In a new interview, Capybara Games president Nathan Vella explained why partnering with Microsoft to release its upcoming game Below on Xbox One and PC is a "best-case scenario" for the game and for the studio itself.
"Microsoft catches a lot of sh**--some of it deserved, some not--but they understand our goals," Vella told Edge. "They understand the goals of the game and of the company, instead of trying to shove us in a direction that would benefit them a little more and us a little less."
"[This is] the best-case scenario for both the project and the studio. It represents a positive shift in big publishers [and] companies understanding the way that independent developers develop games," he added.
In addition to Below, Capybara Games is bringing its time-bending sidescroller Super Time Force to Xbox One, as well as Xbox 360. It is scheduled for release later this year, while Below does not have a release date.
Microsoft's relationship with independent developers hasn't always been so great.
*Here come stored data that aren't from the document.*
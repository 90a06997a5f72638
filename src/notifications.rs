//! Local notification feed: merges polled server lists without losing
//! local read state, and the poller that drives it.
use std::collections::{HashMap, HashSet};
use std::sync::{Arc, Mutex, PoisonError};
use std::time::Duration;
use tokio::sync::watch;
use tokio::task::JoinHandle;
use tokio::time::MissedTickBehavior;
use tracing::{debug, info, instrument, warn};

use crate::client::ApiClient;
use crate::error::SyncError;
use crate::model::NotificationItem;
use crate::session::{AuthState, SessionStore};

#[derive(Debug, Default)]
struct FeedState {
    items: Vec<NotificationItem>,
    /// Ids read locally that the server has not yet reported read.
    read_latch: HashSet<i64>,
}

#[derive(Debug, Clone, PartialEq)]
pub enum PollOutcome {
    Merged { new_items: usize },
    /// No session, or it ended while the fetch was in flight.
    SignedOut,
    /// Fetch failed; the local feed was left untouched.
    Failed(SyncError),
}

/// Newest first; equal timestamps fall back to the higher id.
pub fn sort_for_display(items: &mut [NotificationItem]) {
    items.sort_by(|a, b| b.created_at.cmp(&a.created_at).then(b.id.cmp(&a.id)));
}

/// Merge `remote` into `local`.
///
/// Every local item survives. Shared ids take the remote content but stay
/// read if they were read locally or are latched. Ids the server reports
/// read leave the latch, as do ids that appear in neither list.
pub fn merge_notifications(
    local: &[NotificationItem],
    remote: Vec<NotificationItem>,
    read_latch: &mut HashSet<i64>,
) -> Vec<NotificationItem> {
    let mut by_id: HashMap<i64, NotificationItem> =
        local.iter().map(|item| (item.id, item.clone())).collect();

    for mut incoming in remote {
        if incoming.is_read {
            read_latch.remove(&incoming.id);
        }
        let read_locally = read_latch.contains(&incoming.id)
            || by_id.get(&incoming.id).is_some_and(|known| known.is_read);
        incoming.is_read |= read_locally;
        by_id.insert(incoming.id, incoming);
    }

    read_latch.retain(|id| by_id.contains_key(id));
    let mut merged: Vec<NotificationItem> = by_id.into_values().collect();
    sort_for_display(&mut merged);
    merged
}

#[derive(Clone)]
pub struct NotificationFeed {
    client: ApiClient,
    state: Arc<Mutex<FeedState>>,
    unread: watch::Sender<usize>,
}

impl NotificationFeed {
    pub fn new(client: ApiClient) -> Self {
        let (unread, _) = watch::channel(0);
        Self {
            client,
            state: Arc::new(Mutex::new(FeedState::default())),
            unread,
        }
    }

    fn session(&self) -> &SessionStore {
        self.client.session()
    }

    pub fn items(&self) -> Vec<NotificationItem> {
        self.with_state(|state| state.items.clone())
    }

    pub fn unread_count(&self) -> usize {
        self.with_state(|state| state.items.iter().filter(|item| !item.is_read).count())
    }

    /// Ids read locally that the server has not confirmed yet.
    pub fn unconfirmed_reads(&self) -> Vec<i64> {
        let mut ids: Vec<i64> = self.with_state(|state| state.read_latch.iter().copied().collect());
        ids.sort_unstable();
        ids
    }

    /// Unread badge count, updated after every change to the feed.
    pub fn subscribe_unread(&self) -> watch::Receiver<usize> {
        self.unread.subscribe()
    }

    /// Merge a server listing into the feed. Returns how many ids were new.
    pub fn reconcile(&self, remote: Vec<NotificationItem>) -> usize {
        let new_items = self.with_state(|state| {
            let before = state.items.len();
            state.items = merge_notifications(&state.items, remote, &mut state.read_latch);
            state.items.len() - before
        });
        self.publish_unread();
        new_items
    }

    /// Fetch once and merge. Failures are logged and leave the feed as it
    /// was.
    #[instrument(skip_all)]
    pub async fn poll_once(&self) -> PollOutcome {
        if !self.session().is_authenticated() {
            debug!("no session; skipping notification poll");
            return PollOutcome::SignedOut;
        }

        let remote = match self.client.list_notifications().await {
            Ok(remote) => remote,
            Err(err) => {
                warn!(?err, "notification fetch failed; keeping local feed");
                return PollOutcome::Failed(err);
            }
        };
        if !self.session().is_authenticated() {
            debug!("session ended during poll; discarding result");
            return PollOutcome::SignedOut;
        }

        let unconfirmed: Vec<i64> = self.with_state(|state| {
            remote
                .iter()
                .filter(|item| !item.is_read && state.read_latch.contains(&item.id))
                .map(|item| item.id)
                .collect()
        });
        let new_items = self.reconcile(remote);
        debug!(new_items, "notifications reconciled");

        for id in unconfirmed {
            if let Err(err) = self.client.mark_notification_read(id).await {
                debug!(id, ?err, "mark-read retry failed; will try next poll");
            }
        }
        PollOutcome::Merged { new_items }
    }

    /// Mark `id` read locally at once, then tell the server. A failed remote
    /// call is logged and retried on a later poll; the local flag stays set.
    #[instrument(skip(self))]
    pub async fn mark_read(&self, id: i64) {
        self.with_state(|state| {
            state.read_latch.insert(id);
            if let Some(item) = state.items.iter_mut().find(|item| item.id == id) {
                item.is_read = true;
            }
        });
        self.publish_unread();

        if let Err(err) = self.client.mark_notification_read(id).await {
            warn!(id, ?err, "failed to mark notification read remotely");
        }
    }

    pub fn clear(&self) {
        self.with_state(|state| *state = FeedState::default());
        self.publish_unread();
    }

    /// Poll every `interval` until sign-out. Sign-out also abandons a fetch
    /// already in flight and empties the feed.
    pub fn spawn_poller(&self, interval: Duration) -> PollerHandle {
        let feed = self.clone();
        let mut auth = self.session().subscribe();
        let task = tokio::spawn(async move {
            let mut ticker = tokio::time::interval(interval);
            ticker.set_missed_tick_behavior(MissedTickBehavior::Delay);
            loop {
                tokio::select! {
                    _ = ticker.tick() => {}
                    changed = auth.changed() => {
                        if changed.is_err() || *auth.borrow() == AuthState::SignedOut {
                            break;
                        }
                        continue;
                    }
                }
                tokio::select! {
                    outcome = feed.poll_once() => {
                        if outcome == PollOutcome::SignedOut {
                            break;
                        }
                    }
                    changed = auth.changed() => {
                        if changed.is_err() || *auth.borrow() == AuthState::SignedOut {
                            debug!("sign-out during poll; abandoning fetch");
                            break;
                        }
                    }
                }
            }
            feed.clear();
            info!("notification poller stopped");
        });
        PollerHandle { task }
    }

    fn publish_unread(&self) {
        let count = self.unread_count();
        self.unread.send_if_modified(|current| {
            let changed = *current != count;
            *current = count;
            changed
        });
    }

    fn with_state<R>(&self, f: impl FnOnce(&mut FeedState) -> R) -> R {
        let mut guard = self.state.lock().unwrap_or_else(PoisonError::into_inner);
        f(&mut guard)
    }
}

#[derive(Debug)]
pub struct PollerHandle {
    task: JoinHandle<()>,
}

impl PollerHandle {
    pub fn is_finished(&self) -> bool {
        self.task.is_finished()
    }

    pub fn stop(self) {
        self.task.abort();
    }

    /// Wait for the poller to exit on its own (it does so on sign-out).
    pub async fn join(self) {
        if let Err(err) = self.task.await {
            if !err.is_cancelled() {
                warn!(?err, "notification poller panicked");
            }
        }
    }
}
Super Meat Boy creators Tommy Refenes and Edmund McMillen voiced a fair degree of displeasure with Microsoft in the 2012 documentary Indie Game: The Movie. Other indie developers have come out to say that Microsoft used be "a**holes" and "d*cks" to indies, but said developer relations have improved since Microsoft introduced its new indie self-publishing program, ID@Xbox.
One thorny issue that remains with Microsoft's ID@Xbox program is its controversial "launch parity" clause, which requires games launch on Xbox One the same day they do on other platforms. This would prevent an indie developer from releasing their game as a timed-exclusive on another platform, like the competing PlayStation 4. Microsoft is making decisions about this policy on a case by case basis.